LF: I came to respect it more as I learned about its history, mostly from the Kreuzberg museum and archive (Bezirksamt Friedrichshain-Kreuzberg) which is based just behind the NKZ.
During the time I lived nearby (2004-2008) the shops in the NKZ kept failing – a flower shop for example couldn’t survive. Commuters wouldn’t stop at Kotti to shop and the residents couldn’t afford the goods of the shops moving in. Today shops – especially cafes and lunch places seem to be doing good business but I believe this has to do with the fact the area is gentrifying and many people now using Kotti have more money.
MM: Do you think anything should change about Kotti or the NKZ?

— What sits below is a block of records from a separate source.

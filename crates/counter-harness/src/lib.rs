//! Clocked harness around the edge counter peripheral.
//!
//! One peripheral clock drives everything. Register operations travel over
//! the bit-banged SPI transport: the driver changes one wire per step and
//! lets the clock run for the inter-bit delay between steps, the responder
//! samples the wires on every tick, and the peripheral sees a write only
//! once chip-select has risen on a well-formed frame.
//!
//! At the default 10 MHz clock and 10-tick inter-bit delay one register
//! access takes 350 ticks (35 µs).

mod config;
mod error;
pub mod mcp;
mod system;

pub use config::HarnessConfig;
pub use error::HarnessError;
pub use sim_core::RegisterPort;
pub use system::CounterSystem;
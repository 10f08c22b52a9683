//! Harness configuration.

use edge_counter::ConfigError;
use sim_core::{MasterClock, Ticks};

use crate::HarnessError;

/// Configuration for a simulated counter system.
#[derive(Debug, Clone, Copy, PartialEq, Eq)]
pub struct HarnessConfig {
    /// Peripheral clock (default 10 MHz).
    pub clock: MasterClock,
    /// Ticks between consecutive wire changes of the driver (default 10).
    pub inter_bit_delay: Ticks,
    /// Number of physical input pins, 1-8 (default 8).
    pub input_width: u8,
    /// Print every driver step to stderr.
    pub trace_bus: bool,
}

impl HarnessConfig {
    pub fn validate(&self) -> Result<(), HarnessError> {
        if !(1..=1_000_000_000).contains(&self.clock.frequency_hz) {
            return Err(HarnessError::ClockFrequency(self.clock.frequency_hz));
        }
        // The responder needs at least one tick to see each wire change.
        if self.inter_bit_delay.is_zero() {
            return Err(HarnessError::InterBitDelay);
        }
        if !(1..=8).contains(&self.input_width) {
            return Err(ConfigError::InputWidth(self.input_width).into());
        }
        Ok(())
    }
}

impl Default for HarnessConfig {
    fn default() -> Self {
        Self {
            clock: MasterClock::new(10_000_000),
            inter_bit_delay: Ticks::new(10),
            input_width: 8,
            trace_bus: false,
        }
    }
}

#[cfg(test)]
mod tests {
    use super::*;

    #[test]
    fn default_is_valid() {
        assert_eq!(HarnessConfig::default().validate(), Ok(()));
    }

    #[test]
    fn zero_delay_rejected() {
        let config = HarnessConfig {
            inter_bit_delay: Ticks::ZERO,
            ..HarnessConfig::default()
        };
        assert_eq!(config.validate(), Err(HarnessError::InterBitDelay));
    }

    #[test]
    fn bad_width_rejected() {
        let config = HarnessConfig {
            input_width: 9,
            ..HarnessConfig::default()
        };
        assert_eq!(
            config.validate(),
            Err(HarnessError::Config(ConfigError::InputWidth(9)))
        );
    }

    #[test]
    fn zero_clock_rejected() {
        let config = HarnessConfig {
            clock: MasterClock::new(0),
            ..HarnessConfig::default()
        };
        assert_eq!(config.validate(), Err(HarnessError::ClockFrequency(0)));
    }
}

LF: I worry that the rents are going up. The area is becoming popular, cool, even hip and the people who have been living there for decades are being moved out. I think low-income residents must be better subsidized and/or rents better controlled to allow people to stay.
I think as well some sections of the NKZ could be redesigned to be safer, lighter, more accessible and to increase visibility – more “eyes-on-the street”.
MM: In what ways do you think Kotti/NKZ has failed? And in what ways do you consider it a success?
LF: Even within an absurd architecture that blocks light, shuts off streets and sight lines, is too high, too narrow and creates dark passageways and blind corner, there is a lot of life and energy and many different communities. I don’t think Kotti has failed. It is definitely not pretty but I believe it succeeds it being a thriving, changing and energetic place.